_Assignment:_
The answer should consist of each line from the data below that includes "Deserialize".
##### Data to use #####
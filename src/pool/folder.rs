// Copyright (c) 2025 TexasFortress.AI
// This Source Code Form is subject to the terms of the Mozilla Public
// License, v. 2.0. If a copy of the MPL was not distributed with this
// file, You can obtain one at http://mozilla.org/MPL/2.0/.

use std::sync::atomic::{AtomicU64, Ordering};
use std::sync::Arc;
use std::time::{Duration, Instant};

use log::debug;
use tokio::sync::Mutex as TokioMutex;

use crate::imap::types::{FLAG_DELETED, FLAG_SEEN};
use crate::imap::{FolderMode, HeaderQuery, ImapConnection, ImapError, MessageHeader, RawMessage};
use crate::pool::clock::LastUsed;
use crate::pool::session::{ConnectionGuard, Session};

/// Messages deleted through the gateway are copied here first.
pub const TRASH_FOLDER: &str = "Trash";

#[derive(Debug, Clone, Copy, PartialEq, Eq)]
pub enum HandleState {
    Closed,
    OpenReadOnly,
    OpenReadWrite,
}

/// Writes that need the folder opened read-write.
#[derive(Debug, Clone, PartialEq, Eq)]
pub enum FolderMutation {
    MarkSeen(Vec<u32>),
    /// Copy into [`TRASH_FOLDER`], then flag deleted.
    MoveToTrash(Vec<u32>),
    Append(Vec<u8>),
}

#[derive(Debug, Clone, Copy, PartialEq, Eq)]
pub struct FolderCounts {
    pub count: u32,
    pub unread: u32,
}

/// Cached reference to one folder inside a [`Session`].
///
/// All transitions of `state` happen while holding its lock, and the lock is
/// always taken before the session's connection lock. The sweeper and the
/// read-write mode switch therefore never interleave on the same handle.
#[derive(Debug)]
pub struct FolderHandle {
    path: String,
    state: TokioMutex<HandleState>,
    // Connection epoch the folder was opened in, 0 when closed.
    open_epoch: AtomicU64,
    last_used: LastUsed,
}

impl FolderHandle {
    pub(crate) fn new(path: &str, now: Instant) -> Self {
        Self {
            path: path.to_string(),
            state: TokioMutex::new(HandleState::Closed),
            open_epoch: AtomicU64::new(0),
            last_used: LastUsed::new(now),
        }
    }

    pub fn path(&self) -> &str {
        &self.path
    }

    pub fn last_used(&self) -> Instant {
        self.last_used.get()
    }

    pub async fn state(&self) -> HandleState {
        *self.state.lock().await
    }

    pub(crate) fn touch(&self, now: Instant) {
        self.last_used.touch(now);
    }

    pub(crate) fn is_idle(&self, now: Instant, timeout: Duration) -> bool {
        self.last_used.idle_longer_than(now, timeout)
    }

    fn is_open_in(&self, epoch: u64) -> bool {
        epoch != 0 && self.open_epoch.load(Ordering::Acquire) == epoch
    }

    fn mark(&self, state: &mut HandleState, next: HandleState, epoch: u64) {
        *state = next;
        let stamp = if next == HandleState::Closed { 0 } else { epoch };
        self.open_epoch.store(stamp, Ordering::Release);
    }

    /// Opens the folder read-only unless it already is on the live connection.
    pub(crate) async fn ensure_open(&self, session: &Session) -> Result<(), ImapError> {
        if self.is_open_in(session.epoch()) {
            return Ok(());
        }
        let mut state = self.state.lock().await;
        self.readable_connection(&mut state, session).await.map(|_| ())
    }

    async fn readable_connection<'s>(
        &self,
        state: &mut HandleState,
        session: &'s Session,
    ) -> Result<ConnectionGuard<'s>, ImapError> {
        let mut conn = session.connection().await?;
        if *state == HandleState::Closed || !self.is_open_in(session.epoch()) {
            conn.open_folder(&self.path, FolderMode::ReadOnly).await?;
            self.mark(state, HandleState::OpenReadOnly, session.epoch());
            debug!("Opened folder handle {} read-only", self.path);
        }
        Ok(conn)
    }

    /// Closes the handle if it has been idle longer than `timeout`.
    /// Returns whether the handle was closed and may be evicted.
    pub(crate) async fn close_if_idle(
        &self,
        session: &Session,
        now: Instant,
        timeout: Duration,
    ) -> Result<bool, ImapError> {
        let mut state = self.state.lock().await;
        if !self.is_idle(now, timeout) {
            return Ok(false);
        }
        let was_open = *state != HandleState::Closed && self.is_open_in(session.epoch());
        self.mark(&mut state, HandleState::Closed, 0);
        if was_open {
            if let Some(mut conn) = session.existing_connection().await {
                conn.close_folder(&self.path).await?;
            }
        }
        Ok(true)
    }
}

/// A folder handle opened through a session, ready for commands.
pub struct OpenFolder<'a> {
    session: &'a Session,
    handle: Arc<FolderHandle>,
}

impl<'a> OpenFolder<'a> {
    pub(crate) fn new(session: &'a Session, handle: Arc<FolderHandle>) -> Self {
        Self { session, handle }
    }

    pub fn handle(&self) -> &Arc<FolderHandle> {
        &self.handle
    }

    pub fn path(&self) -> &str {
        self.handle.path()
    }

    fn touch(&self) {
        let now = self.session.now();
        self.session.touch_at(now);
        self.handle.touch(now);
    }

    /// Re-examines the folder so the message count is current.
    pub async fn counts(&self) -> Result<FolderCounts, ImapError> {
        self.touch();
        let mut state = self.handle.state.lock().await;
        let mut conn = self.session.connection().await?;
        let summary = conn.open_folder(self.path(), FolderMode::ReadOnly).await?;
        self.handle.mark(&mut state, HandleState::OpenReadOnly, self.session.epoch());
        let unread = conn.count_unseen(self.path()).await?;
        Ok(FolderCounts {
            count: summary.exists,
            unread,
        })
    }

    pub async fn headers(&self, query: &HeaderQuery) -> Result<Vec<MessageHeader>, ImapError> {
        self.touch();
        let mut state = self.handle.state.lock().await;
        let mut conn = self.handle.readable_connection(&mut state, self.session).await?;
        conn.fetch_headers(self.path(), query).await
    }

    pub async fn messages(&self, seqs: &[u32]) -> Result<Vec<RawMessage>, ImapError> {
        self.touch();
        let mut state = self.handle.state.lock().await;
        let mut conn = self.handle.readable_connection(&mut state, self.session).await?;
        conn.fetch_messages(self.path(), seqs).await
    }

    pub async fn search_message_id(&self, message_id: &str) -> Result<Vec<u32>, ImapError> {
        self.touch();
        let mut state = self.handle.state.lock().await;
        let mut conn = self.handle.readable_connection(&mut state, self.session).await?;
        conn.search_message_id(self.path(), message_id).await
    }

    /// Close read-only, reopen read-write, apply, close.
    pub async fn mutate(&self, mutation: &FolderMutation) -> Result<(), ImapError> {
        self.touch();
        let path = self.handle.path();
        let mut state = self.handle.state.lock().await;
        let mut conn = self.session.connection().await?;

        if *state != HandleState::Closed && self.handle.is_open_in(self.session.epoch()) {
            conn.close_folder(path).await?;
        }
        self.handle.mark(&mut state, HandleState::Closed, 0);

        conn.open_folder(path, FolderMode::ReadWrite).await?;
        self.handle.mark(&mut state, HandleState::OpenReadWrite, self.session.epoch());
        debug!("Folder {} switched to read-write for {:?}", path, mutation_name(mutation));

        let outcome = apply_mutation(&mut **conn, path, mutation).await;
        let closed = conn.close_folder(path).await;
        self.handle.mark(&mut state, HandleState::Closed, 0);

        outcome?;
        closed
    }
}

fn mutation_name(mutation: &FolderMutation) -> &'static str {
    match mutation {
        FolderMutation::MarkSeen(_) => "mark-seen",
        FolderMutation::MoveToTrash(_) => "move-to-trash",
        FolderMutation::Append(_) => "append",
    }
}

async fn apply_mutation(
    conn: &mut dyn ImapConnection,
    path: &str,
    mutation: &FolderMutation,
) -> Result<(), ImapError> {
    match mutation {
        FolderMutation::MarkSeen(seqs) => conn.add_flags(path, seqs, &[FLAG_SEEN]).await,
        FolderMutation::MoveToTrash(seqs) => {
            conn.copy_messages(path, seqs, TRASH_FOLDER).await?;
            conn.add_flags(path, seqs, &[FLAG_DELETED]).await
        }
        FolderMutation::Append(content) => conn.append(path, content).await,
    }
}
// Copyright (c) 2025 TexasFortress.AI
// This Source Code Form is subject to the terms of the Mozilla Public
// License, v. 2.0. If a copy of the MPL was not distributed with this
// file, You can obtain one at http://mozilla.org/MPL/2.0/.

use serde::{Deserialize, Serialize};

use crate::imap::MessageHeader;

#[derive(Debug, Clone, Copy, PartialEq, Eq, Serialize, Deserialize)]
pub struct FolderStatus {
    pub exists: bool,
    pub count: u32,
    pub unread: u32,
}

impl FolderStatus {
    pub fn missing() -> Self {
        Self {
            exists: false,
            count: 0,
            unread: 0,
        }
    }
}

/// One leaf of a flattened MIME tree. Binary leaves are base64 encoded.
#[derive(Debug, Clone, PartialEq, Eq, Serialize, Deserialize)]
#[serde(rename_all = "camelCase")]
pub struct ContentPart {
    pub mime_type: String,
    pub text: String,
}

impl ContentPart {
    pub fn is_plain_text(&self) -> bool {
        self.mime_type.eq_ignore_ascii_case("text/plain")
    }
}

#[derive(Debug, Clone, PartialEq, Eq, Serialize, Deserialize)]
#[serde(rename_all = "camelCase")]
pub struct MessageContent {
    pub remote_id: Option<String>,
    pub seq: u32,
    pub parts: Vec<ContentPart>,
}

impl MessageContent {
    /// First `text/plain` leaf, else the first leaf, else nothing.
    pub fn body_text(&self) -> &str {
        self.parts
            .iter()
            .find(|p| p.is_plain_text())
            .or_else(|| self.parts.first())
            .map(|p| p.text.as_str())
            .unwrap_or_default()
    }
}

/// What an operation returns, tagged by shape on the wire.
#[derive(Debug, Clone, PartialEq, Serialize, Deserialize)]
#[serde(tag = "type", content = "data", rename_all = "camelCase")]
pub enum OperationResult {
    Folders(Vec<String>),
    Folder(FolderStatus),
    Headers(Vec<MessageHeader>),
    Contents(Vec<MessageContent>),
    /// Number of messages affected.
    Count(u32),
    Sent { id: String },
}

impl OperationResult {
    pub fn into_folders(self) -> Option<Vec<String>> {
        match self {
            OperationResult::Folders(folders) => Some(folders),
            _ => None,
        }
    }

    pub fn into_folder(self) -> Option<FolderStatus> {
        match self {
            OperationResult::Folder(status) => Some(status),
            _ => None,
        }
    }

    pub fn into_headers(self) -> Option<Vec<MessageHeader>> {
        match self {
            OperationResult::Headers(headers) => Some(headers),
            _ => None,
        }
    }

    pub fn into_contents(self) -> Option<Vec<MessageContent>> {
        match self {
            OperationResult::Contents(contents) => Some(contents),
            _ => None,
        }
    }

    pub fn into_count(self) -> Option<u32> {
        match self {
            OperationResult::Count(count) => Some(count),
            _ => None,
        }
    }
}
#####
_Result of the exercise:_
use serde::{Deserialize, Serialize};
#[derive(Debug, Clone, Copy, PartialEq, Eq, Serialize, Deserialize)]
#[derive(Debug, Clone, PartialEq, Eq, Serialize, Deserialize)]
#[derive(Debug, Clone, PartialEq, Eq, Serialize, Deserialize)]
#[derive(Debug, Clone, PartialEq, Serialize, Deserialize)]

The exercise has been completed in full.